**Task description**
Repeat exactly the lines of the entries below from the one with "from the kind." through the one with "let dash_offset = move", both ends included, and nothing else.

[Start of Attachment]

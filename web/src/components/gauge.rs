//! Dial gauge for one sensor, fed by the page's [`SensorHub`].

use leptos::prelude::*;

use hydrowatch_common::sensor::SensorKind;

use crate::live::use_sensor_hub;

/// One gauge per sensor kind; the thresholds and colours come from the kind.
#[component]
pub fn SensorGauge(kind: SensorKind) -> impl IntoView {
    let live = use_sensor_hub().value(kind);

    let radius = 70.0;
    let stroke_width = 12.0;
    // Three-quarter dial, opening at the bottom.
    let arc = 2.0 * std::f64::consts::PI * radius * 0.75;
    let circumference = 2.0 * std::f64::consts::PI * radius;

    let value = move || live.get().value();
    let band = move || value().map(|v| kind.classify(v));
    let dash_offset = move || {
        let fraction = value().map(|v| kind.gauge_fraction(v)).unwrap_or(0.0);
        format!("{:.2}", arc * (1.0 - fraction))
    };
    let color = move || band().map(|b| b.color).unwrap_or("#9aa5b1");
    let label = move || band().map(|b| b.label).unwrap_or("No data");
    let reading = move || match value() {
        Some(v) => format!("{v:.2}"),
        None => "--".to_string(),
    };
    let freshness = move || if live.get().is_live() { "live" } else { "last known" };

    view! {
        <div class="gauge-card">
            <h3 class="gauge-title">{kind.name()}</h3>
            <svg class="gauge-svg" viewBox="0 0 180 180">
                <circle
                    class="gauge-track"
                    cx="90" cy="90" r=radius.to_string()
                    fill="none"
                    stroke="#e4e7eb"
                    stroke-width=stroke_width.to_string()
                    stroke-dasharray=format!("{arc} {circumference}")
                    transform="rotate(135 90 90)"
                />
                <circle
                    class="gauge-value"
                    cx="90" cy="90" r=radius.to_string()
                    fill="none"
                    stroke=color
                    stroke-width=stroke_width.to_string()
                    stroke-linecap="round"
                    stroke-dasharray=format!("{arc} {circumference}")
                    stroke-dashoffset=dash_offset
                    transform="rotate(135 90 90)"
                />
                <text x="90" y="88" class="gauge-reading" text-anchor="middle">{reading}</text>
                <text x="90" y="110" class="gauge-unit" text-anchor="middle">{kind.unit()}</text>
            </svg>
            <div class="gauge-band" style:color=color>{label}</div>
            <div class="gauge-freshness">{freshness}</div>
        </div>
    }
}

/// Every sensor, in catalogue order.
#[component]
pub fn GaugeGrid() -> impl IntoView {
    view! {
        <div class="gauge-grid">
            {SensorKind::ALL
                .into_iter()
                .map(|kind| view! { <SensorGauge kind=kind/> })
                .collect_view()}
        </div>
    }
}

/// Popup for readings that cross an alert threshold.
#[component]
pub fn SensorWarning() -> impl IntoView {
    let hub = use_sensor_hub();
    move || {
        hub.warning.get().map(|text| {
            view! {
                <div class="modal-backdrop">
                    <div class="modal warning-modal" role="alertdialog">
                        <h3>"Water quality warning"</h3>
                        <p>{text}</p>
                        <button class="btn" on:click=move |_| hub.warning.set(None)>"Dismiss"</button>
                    </div>
                </div>
            }
        })
    }
}

/// Connection indicator for the live stream.
#[component]
pub fn LinkIndicator() -> impl IntoView {
    use crate::live::LinkStatus;
    let hub = use_sensor_hub();
    let (class, text) = (
        move || match hub.status.get() {
            LinkStatus::Connecting => "link link-connecting",
            LinkStatus::Connected => "link link-up",
            LinkStatus::Disconnected => "link link-down",
        },
        move || match hub.status.get() {
            LinkStatus::Connecting => "Connecting…",
            LinkStatus::Connected => "Live",
            LinkStatus::Disconnected => "Offline, showing last known values",
        },
    );
    view! { <span class=class>{text}</span> }
}
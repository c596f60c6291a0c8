//! Root Leptos application component with routing.

use leptos::logging::error;
use leptos::prelude::*;
use leptos_meta::*;
use leptos_router::components::{Redirect, Route, Router, Routes};
use leptos_router::StaticSegment;

use hydrowatch_common::config::ClientConfig;

use crate::components::nav::Nav;
use crate::components::protected::Protected;
use crate::pages::{
    accounts::AccountsPage, admin_home::AdminHome, auth::ForgotPasswordPage, auth::LoginPage,
    auth::SignupPage, auth::VerifyPage, calendar::CalendarPage, dashboard::DashboardPage,
    establishments::EstablishmentsPage, history::HistoryPage, notifications::NotificationsPage,
    profile::ProfilePage, super_admin_home::SuperAdminHome, user_home::UserHome,
};
use crate::state::{start_background_tasks, AppContext};

// ─── Server function ─────────────────────────────────────────────────────────

/// Backend location and polling periods, as loaded from `hydrowatch.conf`.
#[server(GetClientConfig, "/api")]
pub async fn get_client_config() -> Result<ClientConfig, ServerFnError> {
    use_context::<ClientConfig>().ok_or_else(|| ServerFnError::new("Missing client configuration"))
}

// ─── Shell ───────────────────────────────────────────────────────────────────

/// HTML document rendered around the app on the server.
pub fn shell(options: LeptosOptions) -> impl IntoView {
    view! {
        <!DOCTYPE html>
        <html lang="en">
            <head>
                <meta charset="utf-8"/>
                <meta name="viewport" content="width=device-width, initial-scale=1"/>
                <AutoReload options=options.clone()/>
                <HydrationScripts options/>
                <MetaTags/>
            </head>
            <body>
                <App/>
            </body>
        </html>
    }
}

/// The root `<App/>` component.
#[component]
pub fn App() -> impl IntoView {
    provide_meta_context();
    let ctx = AppContext::provide();

    Effect::new(move |_| {
        leptos::task::spawn_local(async move {
            match get_client_config().await {
                Ok(config) => ctx.config.set(Some(config)),
                Err(e) => error!("Cannot load client configuration: {e}"),
            }
        });
    });
    start_background_tasks(ctx);

    view! {
        <Stylesheet id="leptos" href="/pkg/hydrowatch-web.css"/>
        <Title text="HydroWatch – Water Quality Monitor"/>
        <Meta name="description" content="Real-time water quality monitoring dashboard"/>

        <Router>
            <Nav/>
            <main class="main-content">
                <Routes fallback=|| view! { <p class="error">"Page not found."</p> }>
                    <Route path=StaticSegment("") view=|| view! { <Redirect path="/dashboard"/> }/>
                    <Route path=StaticSegment("login") view=LoginPage/>
                    <Route path=StaticSegment("signup") view=SignupPage/>
                    <Route path=StaticSegment("verify") view=VerifyPage/>
                    <Route path=StaticSegment("forgot-password") view=ForgotPasswordPage/>

                    <Route path=StaticSegment("dashboard") view=|| view! { <Protected><DashboardPage/></Protected> }/>
                    <Route path=StaticSegment("userDB") view=|| view! { <Protected><UserHome/></Protected> }/>
                    <Route path=StaticSegment("adminDB") view=|| view! { <Protected><AdminHome/></Protected> }/>
                    <Route path=StaticSegment("superadminDB") view=|| view! { <Protected><SuperAdminHome/></Protected> }/>
                    <Route path=StaticSegment("accountmanagement") view=|| view! { <Protected><AccountsPage/></Protected> }/>
                    <Route path=StaticSegment("establishments") view=|| view! { <Protected><EstablishmentsPage/></Protected> }/>
                    <Route path=StaticSegment("history") view=|| view! { <Protected><HistoryPage/></Protected> }/>
                    <Route path=StaticSegment("calendar") view=|| view! { <Protected><CalendarPage/></Protected> }/>
                    <Route path=StaticSegment("notifications") view=|| view! { <Protected><NotificationsPage/></Protected> }/>
                    <Route path=StaticSegment("profile") view=|| view! { <Protected><ProfilePage/></Protected> }/>
                </Routes>
            </main>
        </Router>
    }
}
#[cfg(test)]
mod tests {
    use super::*;
    use serde_json::json;

    #[test]
    fn test_ec_72_is_safe_green() {
        let r = parse_socket_payload(&json!({"value": 72})).unwrap();
        let band = SensorKind::ElectricalConductivity.classify(r.value);
        assert_eq!(band.label, "Safe");
        assert_eq!(band.color, "#20a44c");
        assert!(SensorKind::ElectricalConductivity.warning(r.value).is_none());
    }

    #[test]
    fn test_turbidity_zero_is_poor_with_warning() {
        let r = parse_socket_payload(&json!({"value": 0})).unwrap();
        assert_eq!(SensorKind::Turbidity.classify(r.value).label, "Poor");
        let msg = SensorKind::Turbidity.warning(r.value).unwrap();
        assert!(msg.contains("below 40"));
        assert!(SensorKind::Turbidity.warning(40.0).is_none());
    }

    #[test]
    fn test_band_edges() {
        let ec = SensorKind::ElectricalConductivity;
        assert_eq!(ec.classify(70.0).label, "Safe");
        assert_eq!(ec.classify(69.99).label, "Moderate");
        assert_eq!(ec.classify(100.0).label, "Safe");
        assert_eq!(ec.classify(250.0).label, "Safe");
        assert_eq!(ec.classify(-3.0).label, "Critical");
        assert_eq!(ec.classify(f64::NAN).label, "Critical");
    }

    #[test]
    fn test_ph_is_bad_on_both_sides() {
        let ph = SensorKind::Ph;
        assert_eq!(ph.classify(7.0).label, "Safe");
        assert_eq!(ph.classify(6.2).label, "Moderate");
        assert_eq!(ph.classify(8.7).label, "Moderate");
        assert_eq!(ph.classify(3.0).label, "Critical");
        assert_eq!(ph.classify(12.5).label, "Critical");
        assert!(ph.warning(12.5).is_some());
    }

    #[test]
    fn test_tables_are_contiguous() {
        for kind in SensorKind::ALL {
            let bands = kind.thresholds().bands;
            for pair in bands.windows(2) {
                assert_eq!(pair[0].max, pair[1].min, "{kind}");
            }
        }
    }

    #[test]
    fn test_event_names_round_trip() {
        for kind in SensorKind::ALL {
            assert_eq!(SensorKind::from_event(kind.event()), Some(kind));
            assert_eq!(kind.slug().parse::<SensorKind>().unwrap(), kind);
        }
        assert_eq!(SensorKind::from_event("newNotification"), None);
    }

    #[test]
    fn test_payload_shapes() {
        assert_eq!(parse_socket_payload(&json!(7.2)).unwrap().value, 7.2);
        assert_eq!(parse_socket_payload(&json!("7.25")).unwrap().value, 7.25);
        let r = parse_socket_payload(&json!({"value": "8", "timestamp": "2024-05-01T10:00:00Z"}))
            .unwrap();
        assert_eq!(r.value, 8.0);
        assert!(r.timestamp.is_some());
        assert!(parse_socket_payload(&json!({"foo": 1})).is_none());
        assert!(parse_socket_payload(&json!(null)).is_none());
    }

    #[test]
    fn test_parse_timestamp_variants() {
        let a = parse_timestamp(&json!("2024-05-01 10:00:00")).unwrap();
        let b = parse_timestamp(&json!(1714557600)).unwrap();
        let c = parse_timestamp(&json!(1714557600000i64)).unwrap();
        assert_eq!(a, b);
        assert_eq!(b, c);
    }

    #[test]
    fn test_parse_latest() {
        let doc = json!({
            "data": {
                "ph": 7.1,
                "turbidity": {"value": 88},
                "ecCompensated": "640",
                "timestamp": "2024-05-01T10:00:00Z"
            }
        });
        let latest = parse_latest(&doc);
        assert_eq!(latest.len(), 3);
        assert_eq!(latest[&SensorKind::Ph].value, 7.1);
        assert_eq!(latest[&SensorKind::Conductivity].value, 640.0);
        assert!(latest[&SensorKind::Turbidity].timestamp.is_some());
        assert!(!latest.contains_key(&SensorKind::Tds));
    }

    #[test]
    fn test_live_value_prefers_socket() {
        let mut v = LiveValue::default();
        assert!(v.apply_backfill(Reading::new(5.0)));
        assert_eq!(v.value(), Some(5.0));

        v.apply_live(Reading::new(6.0));
        // Untimed backfill after a live message is stale by definition.
        assert!(!v.apply_backfill(Reading::new(1.0)));
        assert_eq!(v.value(), Some(6.0));
        assert!(v.is_live());
    }

    #[test]
    fn test_live_value_accepts_newer_backfill() {
        let t0 = Utc.with_ymd_and_hms(2024, 1, 1, 0, 0, 0).unwrap();
        let t1 = Utc.with_ymd_and_hms(2024, 1, 1, 0, 1, 0).unwrap();
        let mut v = LiveValue::default();
        v.apply_live(Reading { value: 1.0, timestamp: Some(t0) });
        assert!(v.apply_backfill(Reading { value: 2.0, timestamp: Some(t1) }));
        assert!(!v.apply_backfill(Reading { value: 3.0, timestamp: Some(t0) }));
        assert_eq!(v.value(), Some(2.0));
    }

    #[test]
    fn test_gauge_fraction_clamps() {
        assert_eq!(SensorKind::Ph.gauge_fraction(7.0), 0.5);
        assert_eq!(SensorKind::Ph.gauge_fraction(20.0), 1.0);
        assert_eq!(SensorKind::Ph.gauge_fraction(-1.0), 0.0);
    }
}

[End of Attachment]

**Finished exercise**
/// One gauge per sensor kind; the thresholds and colours come from the kind.
#[component]
pub fn SensorGauge(kind: SensorKind) -> impl IntoView {
    let live = use_sensor_hub().value(kind);

    let radius = 70.0;
    let stroke_width = 12.0;
    // Three-quarter dial, opening at the bottom.
    let arc = 2.0 * std::f64::consts::PI * radius * 0.75;
    let circumference = 2.0 * std::f64::consts::PI * radius;

    let value = move || live.get().value();
    let band = move || value().map(|v| kind.classify(v));
    let dash_offset = move || {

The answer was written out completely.